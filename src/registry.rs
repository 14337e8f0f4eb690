//! Process-wide registry of active conversion sessions.

use std::collections::HashMap;
use std::sync::atomic::{AtomicU64, Ordering};
use std::sync::{Arc, Mutex, MutexGuard, PoisonError};

use tokio_util::sync::CancellationToken;

use crate::transport::{MessageRef, UserId};

/// State kept for one active session.
#[derive(Debug)]
struct ActiveSession {
    ticket: u64,
    cancel: CancellationToken,
    status: Option<MessageRef>,
}

/// Data handed back when a session is evicted by [`SessionRegistry::cancel`].
#[derive(Debug, Clone, Copy)]
pub struct ReleasedSession {
    /// Status display of the evicted session, when one was attached.
    pub status: Option<MessageRef>,
}

#[derive(Debug, Default)]
struct RegistryInner {
    sessions: Mutex<HashMap<UserId, ActiveSession>>,
    next_ticket: AtomicU64,
}

/// Mapping from user identity to active session, enforcing at most one
/// session per user.
///
/// The registry owns each session's cancellation token: admitting a user
/// mints the token, and evicting the entry through [`cancel`](Self::cancel)
/// fires it. Admission hands the slot back as a [`SessionGuard`], so a
/// session task that unwinds cannot leave its user stuck as active. All
/// operations share one registry-wide lock and none of them blocks.
#[derive(Debug, Clone, Default)]
pub struct SessionRegistry {
    inner: Arc<RegistryInner>,
}

impl SessionRegistry {
    /// Creates an empty registry.
    #[must_use]
    pub fn new() -> Self {
        Self::default()
    }

    fn lock(&self) -> MutexGuard<'_, HashMap<UserId, ActiveSession>> {
        self.inner
            .sessions
            .lock()
            .unwrap_or_else(PoisonError::into_inner)
    }

    /// Atomically admits `user`, handing back a guard over the new session's
    /// slot, or `None` if a session is already active for that user.
    ///
    /// The guard carries the session's cancellation token and releases the
    /// slot when dropped.
    #[must_use]
    pub fn try_acquire(&self, user: UserId) -> Option<SessionGuard> {
        let ticket = self.inner.next_ticket.fetch_add(1, Ordering::Relaxed);
        let cancel = CancellationToken::new();
        {
            let mut sessions = self.lock();
            if sessions.contains_key(&user) {
                return None;
            }
            sessions.insert(
                user,
                ActiveSession {
                    ticket,
                    cancel: cancel.clone(),
                    status: None,
                },
            );
        }
        Some(SessionGuard {
            registry: self.clone(),
            user,
            ticket,
            cancel,
        })
    }

    /// Attaches the user-visible status display to an active session.
    ///
    /// Does nothing if the session was released in the meantime.
    pub fn set_status(&self, user: UserId, status: MessageRef) {
        if let Some(session) = self.lock().get_mut(&user) {
            session.status = Some(status);
        }
    }

    /// Whether a session is currently active for `user`.
    #[must_use]
    pub fn is_active(&self, user: UserId) -> bool {
        self.lock().contains_key(&user)
    }

    /// Removes the entry for `user` unconditionally. Idempotent.
    pub fn release(&self, user: UserId) {
        self.lock().remove(&user);
    }

    /// Removes the entry for `user` only while it still belongs to the
    /// admission that minted `ticket`, so a stale guard cannot evict a
    /// successor session.
    fn release_ticket(&self, user: UserId, ticket: u64) {
        let mut sessions = self.lock();
        if sessions
            .get(&user)
            .is_some_and(|session| session.ticket == ticket)
        {
            sessions.remove(&user);
        }
    }

    /// Evicts the session for `user` and fires its cancellation token.
    ///
    /// Returns `None` when no session was active, so a repeated cancel is a
    /// no-op the caller can report as such.
    pub fn cancel(&self, user: UserId) -> Option<ReleasedSession> {
        let session = self.lock().remove(&user)?;
        session.cancel.cancel();
        Some(ReleasedSession {
            status: session.status,
        })
    }

    /// Number of currently active sessions.
    #[must_use]
    pub fn active_count(&self) -> usize {
        self.lock().len()
    }
}

/// Owns one admitted session's registry slot.
///
/// Dropping the guard releases the slot, so it comes free even when the
/// session task panics or is aborted mid-flight. The release is keyed by an
/// admission ticket: once [`SessionRegistry::cancel`] has evicted the entry
/// and a new session has taken the user's slot, a stale guard's drop leaves
/// the new entry alone.
#[must_use]
#[derive(Debug)]
pub struct SessionGuard {
    registry: SessionRegistry,
    user: UserId,
    ticket: u64,
    cancel: CancellationToken,
}

impl SessionGuard {
    /// The session's cancellation token.
    #[must_use]
    pub const fn cancel_token(&self) -> &CancellationToken {
        &self.cancel
    }
}

impl Drop for SessionGuard {
    fn drop(&mut self) {
        self.registry.release_ticket(self.user, self.ticket);
    }
}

PROBLEM REQUIREMENTS — When the line with "an active session." is reached in the data above, start copying there, and copy each line exactly until the line with "evicted the entry" has been copied; copy nothing else.

EXERCISE SOLUTION —
    /// Attaches the user-visible status display to an active session.
    ///
    /// Does nothing if the session was released in the meantime.
    pub fn set_status(&self, user: UserId, status: MessageRef) {
        if let Some(session) = self.lock().get_mut(&user) {
            session.status = Some(status);
        }
    }

    /// Whether a session is currently active for `user`.
    #[must_use]
    pub fn is_active(&self, user: UserId) -> bool {
        self.lock().contains_key(&user)
    }

    /// Removes the entry for `user` unconditionally. Idempotent.
    pub fn release(&self, user: UserId) {
        self.lock().remove(&user);
    }

    /// Removes the entry for `user` only while it still belongs to the
    /// admission that minted `ticket`, so a stale guard cannot evict a
    /// successor session.
    fn release_ticket(&self, user: UserId, ticket: u64) {
        let mut sessions = self.lock();
        if sessions
            .get(&user)
            .is_some_and(|session| session.ticket == ticket)
        {
            sessions.remove(&user);
        }
    }

    /// Evicts the session for `user` and fires its cancellation token.
    ///
    /// Returns `None` when no session was active, so a repeated cancel is a
    /// no-op the caller can report as such.
    pub fn cancel(&self, user: UserId) -> Option<ReleasedSession> {
        let session = self.lock().remove(&user)?;
        session.cancel.cancel();
        Some(ReleasedSession {
            status: session.status,
        })
    }

    /// Number of currently active sessions.
    #[must_use]
    pub fn active_count(&self) -> usize {
        self.lock().len()
    }
}

/// Owns one admitted session's registry slot.
///
/// Dropping the guard releases the slot, so it comes free even when the
/// session task panics or is aborted mid-flight. The release is keyed by an
/// admission ticket: once [`SessionRegistry::cancel`] has evicted the entry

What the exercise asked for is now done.